● **GIVEN RECORDS**:
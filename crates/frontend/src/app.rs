use crate::app_shell::AppShell;
use crate::catalog::store::CatalogStore;
use crate::gallery::GalleryService;
use crate::layout::global_context::AppGlobalContext;
use leptos::prelude::*;

#[component]
pub fn App() -> impl IntoView {
    // Provide the navigation context to the whole app.
    provide_context(AppGlobalContext::new());

    // Provide GalleryService for the full-screen image overlay
    provide_context(GalleryService::new());

    // Catalog store starts loading immediately; the single fetch of the
    // session happens here.
    let store = CatalogStore::new();
    store.load();
    provide_context(store);

    view! {
        <AppShell />
    }
}
use crate::catalog::store::reload_page;
use leptos::prelude::*;

/// Shown while the one catalog fetch of the session is in flight. The fetch
/// has no timeout, so this page can stay up indefinitely.
#[component]
#[allow(non_snake_case)]
pub fn LoadingPage() -> impl IntoView {
    view! {
        <div class="status-page">
            <div class="spinner"></div>
            <p>{"جاري تحميل البيانات..."}</p>
        </div>
    }
}

/// Full-page load failure. The only recovery is the manual reload button;
/// there is no automatic retry.
#[component]
#[allow(non_snake_case)]
pub fn LoadErrorPage(message: String) -> impl IntoView {
    view! {
        <div class="status-page status-error">
            <h2>{"تعذر تحميل بيانات المتجر"}</h2>
            <p class="error-detail">{message}</p>
            <button class="btn btn-primary" on:click=move |_| reload_page()>
                {"إعادة المحاولة"}
            </button>
        </div>
    }
}
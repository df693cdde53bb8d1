pub mod document;

pub use document::{CatalogDocument, Category, ContactInfo, Item};
pub mod catalog;

pub use catalog::{CatalogDocument, Category, ContactInfo, Item};
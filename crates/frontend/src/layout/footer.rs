use crate::catalog::store::{CatalogState, CatalogStore};
use crate::shared::contact_links::{mailto_link, tel_link, whatsapp_link};
use crate::shared::icons::icon;
use contracts::ContactInfo;
use leptos::prelude::*;

#[component]
#[allow(non_snake_case)]
pub fn Footer() -> impl IntoView {
    let store = use_context::<CatalogStore>().expect("CatalogStore context not found");

    let contact = move || -> Option<ContactInfo> {
        match store.state.get() {
            CatalogState::Ready(doc) => Some(doc.contact_info.clone()),
            _ => None,
        }
    };

    view! {
        <footer class="site-footer">
            {move || contact().map(|info| view! {
                <div class="contact-links">
                    <h3>{"تواصل معنا"}</h3>
                    <a class="contact-link" href=tel_link(&info.phone)>
                        {icon("phone")}
                        <span>{info.phone.clone()}</span>
                    </a>
                    <a class="contact-link" href=mailto_link(&info.email, None)>
                        {icon("mail")}
                        <span>{info.email.clone()}</span>
                    </a>
                    <a
                        class="contact-link"
                        href=whatsapp_link(&info.whatsapp, None)
                        target="_blank"
                        rel="noopener"
                    >
                        {icon("whatsapp")}
                        <span>{"واتساب"}</span>
                    </a>
                </div>
            })}
        </footer>
    }
}
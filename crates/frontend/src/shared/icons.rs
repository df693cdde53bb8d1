use leptos::prelude::*;

pub fn icon(name: &str) -> AnyView {
    match name {
        "menu" => view! {
            <svg width="20" height="20" viewBox="0 0 24 24" fill="none" stroke="currentColor" stroke-width="2" stroke-linecap="round" stroke-linejoin="round" aria-hidden="true">
                <line x1="3" y1="6" x2="21" y2="6"/>
                <line x1="3" y1="12" x2="21" y2="12"/>
                <line x1="3" y1="18" x2="21" y2="18"/>
            </svg>
        }.into_any(),
        "close" => view! {
            <svg width="20" height="20" viewBox="0 0 24 24" fill="none" stroke="currentColor" stroke-width="2" stroke-linecap="round" stroke-linejoin="round" aria-hidden="true">
                <line x1="18" y1="6" x2="6" y2="18"/>
                <line x1="6" y1="6" x2="18" y2="18"/>
            </svg>
        }.into_any(),
        "chevron-left" => view! {
            <svg width="20" height="20" viewBox="0 0 24 24" fill="none" stroke="currentColor" stroke-width="2" stroke-linecap="round" stroke-linejoin="round" aria-hidden="true">
                <polyline points="15 18 9 12 15 6"/>
            </svg>
        }.into_any(),
        "chevron-right" => view! {
            <svg width="20" height="20" viewBox="0 0 24 24" fill="none" stroke="currentColor" stroke-width="2" stroke-linecap="round" stroke-linejoin="round" aria-hidden="true">
                <polyline points="9 18 15 12 9 6"/>
            </svg>
        }.into_any(),
        "phone" => view! {
            <svg width="20" height="20" viewBox="0 0 24 24" fill="none" stroke="currentColor" stroke-width="2" stroke-linecap="round" stroke-linejoin="round" aria-hidden="true">
                <path d="M22 16.92v3a2 2 0 0 1-2.18 2 19.79 19.79 0 0 1-8.63-3.07 19.5 19.5 0 0 1-6-6 19.79 19.79 0 0 1-3.07-8.67A2 2 0 0 1 4.11 2h3a2 2 0 0 1 2 1.72 12.84 12.84 0 0 0 .7 2.81 2 2 0 0 1-.45 2.11L8.09 9.91a16 16 0 0 0 6 6l1.27-1.27a2 2 0 0 1 2.11-.45 12.84 12.84 0 0 0 2.81.7A2 2 0 0 1 22 16.92z"/>
            </svg>
        }.into_any(),
        "mail" => view! {
            <svg width="20" height="20" viewBox="0 0 24 24" fill="none" stroke="currentColor" stroke-width="2" stroke-linecap="round" stroke-linejoin="round" aria-hidden="true">
                <path d="M4 4h16c1.1 0 2 .9 2 2v12c0 1.1-.9 2-2 2H4c-1.1 0-2-.9-2-2V6c0-1.1.9-2 2-2z"/>
                <polyline points="22,6 12,13 2,6"/>
            </svg>
        }.into_any(),
        "whatsapp" => view! {
            <svg width="20" height="20" viewBox="0 0 24 24" fill="none" stroke="currentColor" stroke-width="2" stroke-linecap="round" stroke-linejoin="round" aria-hidden="true">
                <path d="M21 11.5a8.38 8.38 0 0 1-.9 3.8 8.5 8.5 0 0 1-7.6 4.7 8.38 8.38 0 0 1-3.8-.9L3 21l1.9-5.7a8.38 8.38 0 0 1-.9-3.8 8.5 8.5 0 0 1 4.7-7.6 8.38 8.38 0 0 1 3.8-.9h.5a8.48 8.48 0 0 1 8 8v.5z"/>
            </svg>
        }.into_any(),
        _ => view! { <span></span> }.into_any(),
    }
}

● **WHAT YOU NEED TO DO**: Repeat each record exactly, leaving nothing out.

● **YOUR RESPONSE**:
filename crates/frontend/src/app.rs
use crate::app_shell::AppShell;
use crate::catalog::store::CatalogStore;
use crate::gallery::GalleryService;
use crate::layout::global_context::AppGlobalContext;
use leptos::prelude::*;

#[component]
pub fn App() -> impl IntoView {
    // Provide the navigation context to the whole app.
    provide_context(AppGlobalContext::new());

    // Provide GalleryService for the full-screen image overlay
    provide_context(GalleryService::new());

    // Catalog store starts loading immediately; the single fetch of the
    // session happens here.
    let store = CatalogStore::new();
    store.load();
    provide_context(store);

    view! {
        <AppShell />
    }
}
use crate::catalog::store::reload_page;
use leptos::prelude::*;

/// Shown while the one catalog fetch of the session is in flight. The fetch
/// has no timeout, so this page can stay up indefinitely.
#[component]
#[allow(non_snake_case)]
pub fn LoadingPage() -> impl IntoView {
    view! {
        <div class="status-page">
            <div class="spinner"></div>
            <p>{"جاري تحميل البيانات..."}</p>
        </div>
    }
}

/// Full-page load failure. The only recovery is the manual reload button;
/// there is no automatic retry.
#[component]
#[allow(non_snake_case)]
pub fn LoadErrorPage(message: String) -> impl IntoView {
    view! {
        <div class="status-page status-error">
            <h2>{"تعذر تحميل بيانات المتجر"}</h2>
            <p class="error-detail">{message}</p>
            <button class="btn btn-primary" on:click=move |_| reload_page()>
                {"إعادة المحاولة"}
            </button>
        </div>
    }
}
repository df693cdde53bb8d1
pub mod document;

pub use document::{CatalogDocument, Category, ContactInfo, Item};
pub mod catalog;

pub use catalog::{CatalogDocument, Category, ContactInfo, Item};
filename crates/frontend/src/layout/footer.rs
use crate::catalog::store::{CatalogState, CatalogStore};
use crate::shared::contact_links::{mailto_link, tel_link, whatsapp_link};
use crate::shared::icons::icon;
use contracts::ContactInfo;
use leptos::prelude::*;

#[component]
#[allow(non_snake_case)]
pub fn Footer() -> impl IntoView {
    let store = use_context::<CatalogStore>().expect("CatalogStore context not found");

    let contact = move || -> Option<ContactInfo> {
        match store.state.get() {
            CatalogState::Ready(doc) => Some(doc.contact_info.clone()),
            _ => None,
        }
    };

    view! {
        <footer class="site-footer">
            {move || contact().map(|info| view! {
                <div class="contact-links">
                    <h3>{"تواصل معنا"}</h3>
                    <a class="contact-link" href=tel_link(&info.phone)>
                        {icon("phone")}
                        <span>{info.phone.clone()}</span>
                    </a>
                    <a class="contact-link" href=mailto_link(&info.email, None)>
                        {icon("mail")}
                        <span>{info.email.clone()}</span>
                    </a>
                    <a
                        class="contact-link"
                        href=whatsapp_link(&info.whatsapp, None)
                        target="_blank"
                        rel="noopener"
                    >
                        {icon("whatsapp")}
                        <span>{"واتساب"}</span>
                    </a>
                </div>
            })}
        </footer>
    }
}
filename crates/frontend/src/shared/icons.rs
repository df693cdde53bb8d1
use leptos::prelude::*;

pub fn icon(name: &str) -> AnyView {
    match name {
        "menu" => view! {
            <svg width="20" height="20" viewBox="0 0 24 24" fill="none" stroke="currentColor" stroke-width="2" stroke-linecap="round" stroke-linejoin="round" aria-hidden="true">
                <line x1="3" y1="6" x2="21" y2="6"/>
                <line x1="3" y1="12" x2="21" y2="12"/>
                <line x1="3" y1="18" x2="21" y2="18"/>
            </svg>
        }.into_any(),
        "close" => view! {
            <svg width="20" height="20" viewBox="0 0 24 24" fill="none" stroke="currentColor" stroke-width="2" stroke-linecap="round" stroke-linejoin="round" aria-hidden="true">
                <line x1="18" y1="6" x2="6" y2="18"/>
                <line x1="6" y1="6" x2="18" y2="18"/>
            </svg>
        }.into_any(),
        "chevron-left" => view! {
            <svg width="20" height="20" viewBox="0 0 24 24" fill="none" stroke="currentColor" stroke-width="2" stroke-linecap="round" stroke-linejoin="round" aria-hidden="true">
                <polyline points="15 18 9 12 15 6"/>
            </svg>
        }.into_any(),
        "chevron-right" => view! {
            <svg width="20" height="20" viewBox="0 0 24 24" fill="none" stroke="currentColor" stroke-width="2" stroke-linecap="round" stroke-linejoin="round" aria-hidden="true">
                <polyline points="9 18 15 12 9 6"/>
            </svg>
        }.into_any(),
        "phone" => view! {
            <svg width="20" height="20" viewBox="0 0 24 24" fill="none" stroke="currentColor" stroke-width="2" stroke-linecap="round" stroke-linejoin="round" aria-hidden="true">
                <path d="M22 16.92v3a2 2 0 0 1-2.18 2 19.79 19.79 0 0 1-8.63-3.07 19.5 19.5 0 0 1-6-6 19.79 19.79 0 0 1-3.07-8.67A2 2 0 0 1 4.11 2h3a2 2 0 0 1 2 1.72 12.84 12.84 0 0 0 .7 2.81 2 2 0 0 1-.45 2.11L8.09 9.91a16 16 0 0 0 6 6l1.27-1.27a2 2 0 0 1 2.11-.45 12.84 12.84 0 0 0 2.81.7A2 2 0 0 1 22 16.92z"/>
            </svg>
        }.into_any(),
        "mail" => view! {
            <svg width="20" height="20" viewBox="0 0 24 24" fill="none" stroke="currentColor" stroke-width="2" stroke-linecap="round" stroke-linejoin="round" aria-hidden="true">
                <path d="M4 4h16c1.1 0 2 .9 2 2v12c0 1.1-.9 2-2 2H4c-1.1 0-2-.9-2-2V6c0-1.1.9-2 2-2z"/>
                <polyline points="22,6 12,13 2,6"/>
            </svg>
        }.into_any(),
        "whatsapp" => view! {
            <svg width="20" height="20" viewBox="0 0 24 24" fill="none" stroke="currentColor" stroke-width="2" stroke-linecap="round" stroke-linejoin="round" aria-hidden="true">
                <path d="M21 11.5a8.38 8.38 0 0 1-.9 3.8 8.5 8.5 0 0 1-7.6 4.7 8.38 8.38 0 0 1-3.8-.9L3 21l1.9-5.7a8.38 8.38 0 0 1-.9-3.8 8.5 8.5 0 0 1 4.7-7.6 8.38 8.38 0 0 1 3.8-.9h.5a8.48 8.48 0 0 1 8 8v.5z"/>
            </svg>
        }.into_any(),
        _ => view! { <span></span> }.into_any(),
    }
}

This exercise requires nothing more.